**Your task:**
Where a line contains the word "using", copy that line from the records below.

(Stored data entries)
━━━━━━━━━━━━━━━━
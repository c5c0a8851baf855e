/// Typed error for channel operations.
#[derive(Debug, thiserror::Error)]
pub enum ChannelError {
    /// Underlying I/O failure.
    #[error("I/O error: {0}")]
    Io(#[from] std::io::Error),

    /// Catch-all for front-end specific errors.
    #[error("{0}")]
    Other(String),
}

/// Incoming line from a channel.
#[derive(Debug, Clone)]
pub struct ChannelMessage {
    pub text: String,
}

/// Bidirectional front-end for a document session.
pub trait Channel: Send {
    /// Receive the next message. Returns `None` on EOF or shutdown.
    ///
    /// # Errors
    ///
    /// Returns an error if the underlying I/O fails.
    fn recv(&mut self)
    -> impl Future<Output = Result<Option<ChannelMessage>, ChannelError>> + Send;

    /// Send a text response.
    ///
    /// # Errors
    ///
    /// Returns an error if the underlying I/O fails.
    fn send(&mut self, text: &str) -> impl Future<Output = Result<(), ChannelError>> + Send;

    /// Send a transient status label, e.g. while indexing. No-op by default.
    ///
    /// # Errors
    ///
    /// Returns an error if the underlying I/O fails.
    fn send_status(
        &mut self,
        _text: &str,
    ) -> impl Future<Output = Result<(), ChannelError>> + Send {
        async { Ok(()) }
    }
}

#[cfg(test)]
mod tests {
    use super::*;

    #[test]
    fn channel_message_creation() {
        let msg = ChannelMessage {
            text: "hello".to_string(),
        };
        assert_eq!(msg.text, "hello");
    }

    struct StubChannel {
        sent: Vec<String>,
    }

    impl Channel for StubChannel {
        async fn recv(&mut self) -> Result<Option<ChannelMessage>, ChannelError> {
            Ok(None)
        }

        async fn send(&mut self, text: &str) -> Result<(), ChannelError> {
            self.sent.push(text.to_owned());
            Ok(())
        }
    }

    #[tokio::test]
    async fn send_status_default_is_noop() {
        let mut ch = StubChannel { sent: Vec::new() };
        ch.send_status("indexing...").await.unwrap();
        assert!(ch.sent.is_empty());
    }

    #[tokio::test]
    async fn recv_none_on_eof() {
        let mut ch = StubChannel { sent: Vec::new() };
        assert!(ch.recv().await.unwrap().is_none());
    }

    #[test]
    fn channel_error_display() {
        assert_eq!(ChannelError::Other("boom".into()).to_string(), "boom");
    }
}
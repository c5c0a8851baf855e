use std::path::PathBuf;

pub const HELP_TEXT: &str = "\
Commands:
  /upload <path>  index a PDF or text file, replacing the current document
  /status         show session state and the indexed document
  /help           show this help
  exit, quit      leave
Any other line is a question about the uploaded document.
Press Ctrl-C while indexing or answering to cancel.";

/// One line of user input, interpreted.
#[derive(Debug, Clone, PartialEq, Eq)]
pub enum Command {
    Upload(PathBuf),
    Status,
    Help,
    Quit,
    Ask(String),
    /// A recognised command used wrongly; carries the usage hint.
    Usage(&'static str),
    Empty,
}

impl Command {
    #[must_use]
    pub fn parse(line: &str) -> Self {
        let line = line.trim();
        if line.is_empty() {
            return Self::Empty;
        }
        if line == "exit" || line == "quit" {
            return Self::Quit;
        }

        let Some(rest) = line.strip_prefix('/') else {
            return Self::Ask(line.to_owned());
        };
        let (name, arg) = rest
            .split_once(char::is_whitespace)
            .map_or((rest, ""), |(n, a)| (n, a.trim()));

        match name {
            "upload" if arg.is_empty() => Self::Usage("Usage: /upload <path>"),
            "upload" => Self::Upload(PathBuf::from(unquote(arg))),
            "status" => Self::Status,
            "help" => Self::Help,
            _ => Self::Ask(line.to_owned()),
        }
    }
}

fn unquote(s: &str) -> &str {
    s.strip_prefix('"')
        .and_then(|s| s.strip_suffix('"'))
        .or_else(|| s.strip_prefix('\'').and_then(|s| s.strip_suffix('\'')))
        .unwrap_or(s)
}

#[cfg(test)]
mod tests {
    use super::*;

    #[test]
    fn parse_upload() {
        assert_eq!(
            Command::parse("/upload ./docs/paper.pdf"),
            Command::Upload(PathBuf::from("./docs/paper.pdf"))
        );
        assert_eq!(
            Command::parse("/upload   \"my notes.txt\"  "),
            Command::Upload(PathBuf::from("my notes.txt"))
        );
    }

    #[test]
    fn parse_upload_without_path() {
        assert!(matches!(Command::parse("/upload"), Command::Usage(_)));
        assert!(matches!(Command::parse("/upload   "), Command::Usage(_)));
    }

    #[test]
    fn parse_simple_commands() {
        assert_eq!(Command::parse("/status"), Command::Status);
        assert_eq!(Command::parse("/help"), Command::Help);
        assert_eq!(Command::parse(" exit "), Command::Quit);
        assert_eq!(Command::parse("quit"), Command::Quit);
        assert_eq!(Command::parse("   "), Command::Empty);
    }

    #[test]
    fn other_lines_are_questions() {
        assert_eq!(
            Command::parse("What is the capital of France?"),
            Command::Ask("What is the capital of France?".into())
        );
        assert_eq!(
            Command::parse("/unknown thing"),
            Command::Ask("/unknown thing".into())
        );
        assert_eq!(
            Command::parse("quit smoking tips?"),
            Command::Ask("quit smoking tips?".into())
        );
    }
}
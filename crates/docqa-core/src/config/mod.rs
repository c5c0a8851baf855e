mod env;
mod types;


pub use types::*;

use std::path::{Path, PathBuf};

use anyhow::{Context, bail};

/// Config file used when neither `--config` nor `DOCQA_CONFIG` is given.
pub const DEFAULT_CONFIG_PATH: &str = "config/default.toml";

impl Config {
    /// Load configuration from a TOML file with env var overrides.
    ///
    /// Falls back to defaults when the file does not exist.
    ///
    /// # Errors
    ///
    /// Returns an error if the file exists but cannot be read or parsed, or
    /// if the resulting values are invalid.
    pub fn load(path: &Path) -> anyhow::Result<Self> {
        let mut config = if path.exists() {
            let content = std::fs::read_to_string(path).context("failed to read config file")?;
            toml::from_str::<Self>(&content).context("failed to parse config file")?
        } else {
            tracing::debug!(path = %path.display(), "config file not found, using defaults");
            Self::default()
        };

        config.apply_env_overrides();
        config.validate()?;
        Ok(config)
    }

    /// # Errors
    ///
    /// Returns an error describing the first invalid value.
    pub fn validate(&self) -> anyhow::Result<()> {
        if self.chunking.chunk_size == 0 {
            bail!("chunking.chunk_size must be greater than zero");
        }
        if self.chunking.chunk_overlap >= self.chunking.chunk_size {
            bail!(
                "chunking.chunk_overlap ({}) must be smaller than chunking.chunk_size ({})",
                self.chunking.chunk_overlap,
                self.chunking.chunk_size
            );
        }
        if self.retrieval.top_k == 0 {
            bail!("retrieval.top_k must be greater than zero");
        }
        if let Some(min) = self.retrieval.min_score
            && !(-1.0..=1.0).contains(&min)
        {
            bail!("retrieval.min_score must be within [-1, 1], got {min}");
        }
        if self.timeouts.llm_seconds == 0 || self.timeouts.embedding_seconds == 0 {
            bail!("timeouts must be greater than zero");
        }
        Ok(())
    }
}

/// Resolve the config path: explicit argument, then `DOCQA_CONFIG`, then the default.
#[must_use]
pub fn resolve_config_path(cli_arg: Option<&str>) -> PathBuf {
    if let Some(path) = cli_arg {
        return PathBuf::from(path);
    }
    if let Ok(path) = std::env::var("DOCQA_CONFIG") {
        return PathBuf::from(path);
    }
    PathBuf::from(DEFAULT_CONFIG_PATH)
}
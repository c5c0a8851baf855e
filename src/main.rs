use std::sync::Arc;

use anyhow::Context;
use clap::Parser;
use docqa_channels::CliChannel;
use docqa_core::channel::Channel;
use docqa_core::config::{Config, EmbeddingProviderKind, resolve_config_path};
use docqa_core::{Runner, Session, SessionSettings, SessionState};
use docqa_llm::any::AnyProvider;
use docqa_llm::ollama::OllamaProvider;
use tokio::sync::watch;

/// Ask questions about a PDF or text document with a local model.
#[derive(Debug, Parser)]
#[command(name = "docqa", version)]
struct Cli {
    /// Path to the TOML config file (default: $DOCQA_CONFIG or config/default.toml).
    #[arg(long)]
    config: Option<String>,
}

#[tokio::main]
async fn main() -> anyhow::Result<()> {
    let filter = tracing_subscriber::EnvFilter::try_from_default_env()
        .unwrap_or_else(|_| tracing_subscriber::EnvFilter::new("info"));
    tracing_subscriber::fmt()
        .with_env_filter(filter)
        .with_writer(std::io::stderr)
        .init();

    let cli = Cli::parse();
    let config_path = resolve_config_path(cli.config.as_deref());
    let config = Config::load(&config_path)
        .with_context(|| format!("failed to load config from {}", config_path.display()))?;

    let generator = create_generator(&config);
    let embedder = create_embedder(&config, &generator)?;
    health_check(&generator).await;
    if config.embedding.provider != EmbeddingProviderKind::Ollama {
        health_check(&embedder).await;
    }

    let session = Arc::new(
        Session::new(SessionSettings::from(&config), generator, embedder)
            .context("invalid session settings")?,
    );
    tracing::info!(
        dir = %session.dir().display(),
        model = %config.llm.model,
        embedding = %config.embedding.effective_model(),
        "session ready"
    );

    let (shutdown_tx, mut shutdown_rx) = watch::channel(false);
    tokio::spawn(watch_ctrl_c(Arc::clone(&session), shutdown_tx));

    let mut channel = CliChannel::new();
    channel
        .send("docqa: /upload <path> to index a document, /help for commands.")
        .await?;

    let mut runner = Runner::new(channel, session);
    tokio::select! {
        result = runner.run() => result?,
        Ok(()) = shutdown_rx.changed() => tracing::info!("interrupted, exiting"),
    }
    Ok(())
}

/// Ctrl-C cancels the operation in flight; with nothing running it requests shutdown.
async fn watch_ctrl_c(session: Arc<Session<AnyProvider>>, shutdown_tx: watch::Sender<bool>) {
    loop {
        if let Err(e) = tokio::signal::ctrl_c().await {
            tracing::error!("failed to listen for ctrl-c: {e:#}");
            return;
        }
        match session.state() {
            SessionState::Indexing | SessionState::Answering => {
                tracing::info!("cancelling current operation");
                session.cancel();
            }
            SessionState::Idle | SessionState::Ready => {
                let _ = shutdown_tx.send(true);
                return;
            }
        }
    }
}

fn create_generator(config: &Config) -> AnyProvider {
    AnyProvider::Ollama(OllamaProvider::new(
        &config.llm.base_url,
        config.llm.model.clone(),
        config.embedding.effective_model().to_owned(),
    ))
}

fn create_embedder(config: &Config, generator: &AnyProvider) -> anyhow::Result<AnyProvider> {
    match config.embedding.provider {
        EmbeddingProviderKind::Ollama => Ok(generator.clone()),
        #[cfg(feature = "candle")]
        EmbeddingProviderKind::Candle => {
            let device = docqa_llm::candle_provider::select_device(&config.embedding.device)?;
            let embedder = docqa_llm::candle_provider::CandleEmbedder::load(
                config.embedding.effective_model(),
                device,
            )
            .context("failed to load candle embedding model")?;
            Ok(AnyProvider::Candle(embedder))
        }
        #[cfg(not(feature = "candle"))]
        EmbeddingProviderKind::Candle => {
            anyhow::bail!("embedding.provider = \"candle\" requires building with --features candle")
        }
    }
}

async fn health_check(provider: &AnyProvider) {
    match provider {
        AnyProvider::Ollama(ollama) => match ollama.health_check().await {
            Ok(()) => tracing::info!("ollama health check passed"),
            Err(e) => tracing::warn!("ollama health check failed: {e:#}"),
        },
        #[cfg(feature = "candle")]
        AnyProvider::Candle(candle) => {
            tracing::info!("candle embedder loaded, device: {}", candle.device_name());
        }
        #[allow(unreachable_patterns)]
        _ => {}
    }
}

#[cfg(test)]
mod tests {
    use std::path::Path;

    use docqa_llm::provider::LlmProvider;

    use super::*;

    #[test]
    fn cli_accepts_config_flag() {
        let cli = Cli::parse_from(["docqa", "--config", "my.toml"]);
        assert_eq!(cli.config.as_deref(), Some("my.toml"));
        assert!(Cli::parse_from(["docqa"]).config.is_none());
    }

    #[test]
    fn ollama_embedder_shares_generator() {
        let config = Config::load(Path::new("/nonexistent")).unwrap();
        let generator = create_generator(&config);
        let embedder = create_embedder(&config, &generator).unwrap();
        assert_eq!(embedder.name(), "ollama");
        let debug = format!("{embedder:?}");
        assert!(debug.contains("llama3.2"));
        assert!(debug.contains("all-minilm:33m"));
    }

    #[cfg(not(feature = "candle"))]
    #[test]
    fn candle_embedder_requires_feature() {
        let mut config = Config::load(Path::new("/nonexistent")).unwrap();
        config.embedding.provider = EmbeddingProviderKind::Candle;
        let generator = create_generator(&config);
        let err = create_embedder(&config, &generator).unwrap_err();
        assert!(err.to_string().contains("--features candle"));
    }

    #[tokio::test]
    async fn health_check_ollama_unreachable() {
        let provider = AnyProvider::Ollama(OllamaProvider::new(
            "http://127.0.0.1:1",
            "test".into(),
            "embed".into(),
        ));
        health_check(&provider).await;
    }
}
━━━━━━━━━━━━━━━━
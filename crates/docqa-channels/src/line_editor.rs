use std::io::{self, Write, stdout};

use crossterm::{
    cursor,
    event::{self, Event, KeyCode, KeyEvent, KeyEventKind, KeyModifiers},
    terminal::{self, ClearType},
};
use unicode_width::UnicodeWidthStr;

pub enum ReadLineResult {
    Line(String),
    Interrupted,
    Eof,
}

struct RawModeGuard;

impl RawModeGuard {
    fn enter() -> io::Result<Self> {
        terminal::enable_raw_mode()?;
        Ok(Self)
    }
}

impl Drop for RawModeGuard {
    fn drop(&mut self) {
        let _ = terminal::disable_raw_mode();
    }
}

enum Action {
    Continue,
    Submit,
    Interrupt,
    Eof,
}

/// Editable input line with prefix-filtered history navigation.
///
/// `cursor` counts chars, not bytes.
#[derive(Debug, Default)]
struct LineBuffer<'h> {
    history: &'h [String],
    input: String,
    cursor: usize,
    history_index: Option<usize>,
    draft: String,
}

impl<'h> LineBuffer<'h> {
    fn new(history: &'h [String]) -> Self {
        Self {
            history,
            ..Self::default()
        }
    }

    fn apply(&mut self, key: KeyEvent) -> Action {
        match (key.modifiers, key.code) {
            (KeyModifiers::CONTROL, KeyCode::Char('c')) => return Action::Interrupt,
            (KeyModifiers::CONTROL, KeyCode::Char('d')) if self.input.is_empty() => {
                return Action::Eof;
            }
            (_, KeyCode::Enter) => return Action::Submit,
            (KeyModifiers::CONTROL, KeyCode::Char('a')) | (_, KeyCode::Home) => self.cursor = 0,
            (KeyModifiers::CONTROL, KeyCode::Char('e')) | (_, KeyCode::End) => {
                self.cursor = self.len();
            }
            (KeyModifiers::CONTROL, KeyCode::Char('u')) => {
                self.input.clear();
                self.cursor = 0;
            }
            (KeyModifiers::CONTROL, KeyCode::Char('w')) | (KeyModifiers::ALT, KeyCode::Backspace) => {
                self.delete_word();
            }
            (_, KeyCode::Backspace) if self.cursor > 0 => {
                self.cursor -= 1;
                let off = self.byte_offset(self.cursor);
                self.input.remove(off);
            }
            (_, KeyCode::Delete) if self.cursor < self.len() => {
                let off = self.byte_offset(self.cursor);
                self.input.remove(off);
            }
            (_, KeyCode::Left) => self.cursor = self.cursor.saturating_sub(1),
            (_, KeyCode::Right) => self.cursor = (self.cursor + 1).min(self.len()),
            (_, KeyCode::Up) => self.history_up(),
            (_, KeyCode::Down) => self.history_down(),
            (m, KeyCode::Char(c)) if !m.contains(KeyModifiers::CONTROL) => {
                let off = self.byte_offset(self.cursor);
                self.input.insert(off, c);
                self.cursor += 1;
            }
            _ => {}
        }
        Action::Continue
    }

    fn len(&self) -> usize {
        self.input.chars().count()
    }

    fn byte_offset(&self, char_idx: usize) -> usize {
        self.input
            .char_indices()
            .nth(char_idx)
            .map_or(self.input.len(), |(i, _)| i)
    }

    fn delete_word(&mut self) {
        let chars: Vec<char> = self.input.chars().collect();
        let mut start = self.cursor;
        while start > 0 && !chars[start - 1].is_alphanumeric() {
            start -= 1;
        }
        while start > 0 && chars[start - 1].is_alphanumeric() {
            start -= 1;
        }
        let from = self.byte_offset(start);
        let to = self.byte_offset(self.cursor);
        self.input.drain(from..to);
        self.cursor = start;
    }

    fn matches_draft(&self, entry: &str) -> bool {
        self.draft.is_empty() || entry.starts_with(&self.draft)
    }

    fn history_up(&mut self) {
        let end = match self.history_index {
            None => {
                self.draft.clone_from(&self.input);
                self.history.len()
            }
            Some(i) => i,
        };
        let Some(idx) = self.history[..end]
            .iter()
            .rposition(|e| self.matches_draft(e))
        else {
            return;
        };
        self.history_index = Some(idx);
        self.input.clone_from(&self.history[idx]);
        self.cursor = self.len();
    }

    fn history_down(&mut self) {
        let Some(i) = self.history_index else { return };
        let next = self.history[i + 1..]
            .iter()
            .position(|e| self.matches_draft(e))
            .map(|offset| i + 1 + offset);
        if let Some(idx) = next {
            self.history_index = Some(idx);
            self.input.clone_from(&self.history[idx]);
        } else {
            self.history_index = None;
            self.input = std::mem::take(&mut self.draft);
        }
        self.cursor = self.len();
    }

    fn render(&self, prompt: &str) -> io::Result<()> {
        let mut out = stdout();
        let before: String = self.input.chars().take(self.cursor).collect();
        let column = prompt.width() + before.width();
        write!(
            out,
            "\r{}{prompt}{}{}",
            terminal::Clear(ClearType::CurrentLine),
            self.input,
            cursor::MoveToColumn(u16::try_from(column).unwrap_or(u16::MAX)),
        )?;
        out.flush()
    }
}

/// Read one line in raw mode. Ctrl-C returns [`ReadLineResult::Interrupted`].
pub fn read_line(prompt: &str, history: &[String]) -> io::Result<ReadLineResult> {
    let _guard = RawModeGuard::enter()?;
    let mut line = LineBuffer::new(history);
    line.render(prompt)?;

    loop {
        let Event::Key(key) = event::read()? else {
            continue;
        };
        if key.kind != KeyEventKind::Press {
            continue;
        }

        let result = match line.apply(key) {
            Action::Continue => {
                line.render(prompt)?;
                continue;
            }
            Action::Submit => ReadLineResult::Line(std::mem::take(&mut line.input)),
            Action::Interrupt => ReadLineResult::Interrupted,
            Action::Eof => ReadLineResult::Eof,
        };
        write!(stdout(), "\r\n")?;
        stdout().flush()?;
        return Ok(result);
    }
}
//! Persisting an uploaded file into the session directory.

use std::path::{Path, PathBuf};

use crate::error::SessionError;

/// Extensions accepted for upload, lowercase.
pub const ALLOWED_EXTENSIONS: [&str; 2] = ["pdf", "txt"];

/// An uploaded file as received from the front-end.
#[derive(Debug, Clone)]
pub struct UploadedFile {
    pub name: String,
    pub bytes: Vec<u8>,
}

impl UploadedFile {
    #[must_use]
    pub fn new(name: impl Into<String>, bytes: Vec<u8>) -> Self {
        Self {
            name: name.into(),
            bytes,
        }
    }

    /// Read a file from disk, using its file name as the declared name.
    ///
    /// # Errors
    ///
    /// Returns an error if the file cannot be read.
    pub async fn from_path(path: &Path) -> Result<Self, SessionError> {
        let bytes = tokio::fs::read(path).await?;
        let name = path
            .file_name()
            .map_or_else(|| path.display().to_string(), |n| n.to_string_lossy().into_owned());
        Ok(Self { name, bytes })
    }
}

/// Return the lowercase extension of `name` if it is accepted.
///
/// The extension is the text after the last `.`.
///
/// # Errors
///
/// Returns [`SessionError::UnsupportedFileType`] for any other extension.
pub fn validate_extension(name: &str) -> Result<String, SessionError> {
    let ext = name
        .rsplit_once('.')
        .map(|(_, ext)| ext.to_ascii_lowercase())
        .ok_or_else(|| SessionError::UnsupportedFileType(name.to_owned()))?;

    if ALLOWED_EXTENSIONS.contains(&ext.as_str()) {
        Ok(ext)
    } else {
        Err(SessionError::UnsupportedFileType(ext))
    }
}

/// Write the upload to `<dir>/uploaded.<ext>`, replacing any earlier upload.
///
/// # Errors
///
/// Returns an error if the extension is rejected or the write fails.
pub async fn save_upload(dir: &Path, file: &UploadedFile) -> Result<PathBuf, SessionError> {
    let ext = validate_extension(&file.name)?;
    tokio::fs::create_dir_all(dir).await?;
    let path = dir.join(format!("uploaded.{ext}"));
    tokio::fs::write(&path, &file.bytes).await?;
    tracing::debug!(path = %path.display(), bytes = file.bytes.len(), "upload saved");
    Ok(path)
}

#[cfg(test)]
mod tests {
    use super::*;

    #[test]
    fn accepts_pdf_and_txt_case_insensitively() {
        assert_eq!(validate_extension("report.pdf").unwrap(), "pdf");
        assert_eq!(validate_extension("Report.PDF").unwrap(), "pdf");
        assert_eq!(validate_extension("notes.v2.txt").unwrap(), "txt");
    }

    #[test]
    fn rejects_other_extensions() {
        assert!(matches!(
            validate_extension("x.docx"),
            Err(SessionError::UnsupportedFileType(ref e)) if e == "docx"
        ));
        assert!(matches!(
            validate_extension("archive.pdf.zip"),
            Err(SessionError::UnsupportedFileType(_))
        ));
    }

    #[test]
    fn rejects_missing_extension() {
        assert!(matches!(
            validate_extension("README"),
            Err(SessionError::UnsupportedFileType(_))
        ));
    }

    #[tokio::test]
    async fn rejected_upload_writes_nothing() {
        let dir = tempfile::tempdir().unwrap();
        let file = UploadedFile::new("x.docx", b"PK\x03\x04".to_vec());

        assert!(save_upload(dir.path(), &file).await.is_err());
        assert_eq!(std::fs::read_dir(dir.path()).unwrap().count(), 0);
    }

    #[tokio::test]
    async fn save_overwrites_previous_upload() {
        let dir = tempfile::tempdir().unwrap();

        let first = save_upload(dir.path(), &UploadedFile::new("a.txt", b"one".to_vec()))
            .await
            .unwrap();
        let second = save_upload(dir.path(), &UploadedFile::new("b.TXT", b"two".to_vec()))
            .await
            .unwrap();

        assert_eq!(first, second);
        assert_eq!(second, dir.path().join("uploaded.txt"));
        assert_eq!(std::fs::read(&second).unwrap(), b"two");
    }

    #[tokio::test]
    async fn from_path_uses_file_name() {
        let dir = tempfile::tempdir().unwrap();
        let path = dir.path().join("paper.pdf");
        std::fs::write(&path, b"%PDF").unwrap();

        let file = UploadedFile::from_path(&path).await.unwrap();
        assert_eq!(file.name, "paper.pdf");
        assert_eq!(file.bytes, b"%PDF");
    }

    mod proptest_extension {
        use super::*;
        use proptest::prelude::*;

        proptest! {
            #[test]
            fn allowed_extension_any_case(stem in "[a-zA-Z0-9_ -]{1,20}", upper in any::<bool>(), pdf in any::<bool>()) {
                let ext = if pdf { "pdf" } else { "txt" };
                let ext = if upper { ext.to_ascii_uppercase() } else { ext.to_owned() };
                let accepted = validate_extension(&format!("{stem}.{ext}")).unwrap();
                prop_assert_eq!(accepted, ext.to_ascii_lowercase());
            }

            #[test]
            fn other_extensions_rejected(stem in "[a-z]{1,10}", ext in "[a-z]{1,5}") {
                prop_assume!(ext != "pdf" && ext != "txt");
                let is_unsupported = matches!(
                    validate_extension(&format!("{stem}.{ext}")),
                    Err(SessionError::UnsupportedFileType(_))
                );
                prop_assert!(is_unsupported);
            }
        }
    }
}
━━━━━━━━━━━━━━━━
**Written solution:**
            tracing::debug!(path = %path.display(), "config file not found, using defaults");
    /// Read a file from disk, using its file name as the declared name.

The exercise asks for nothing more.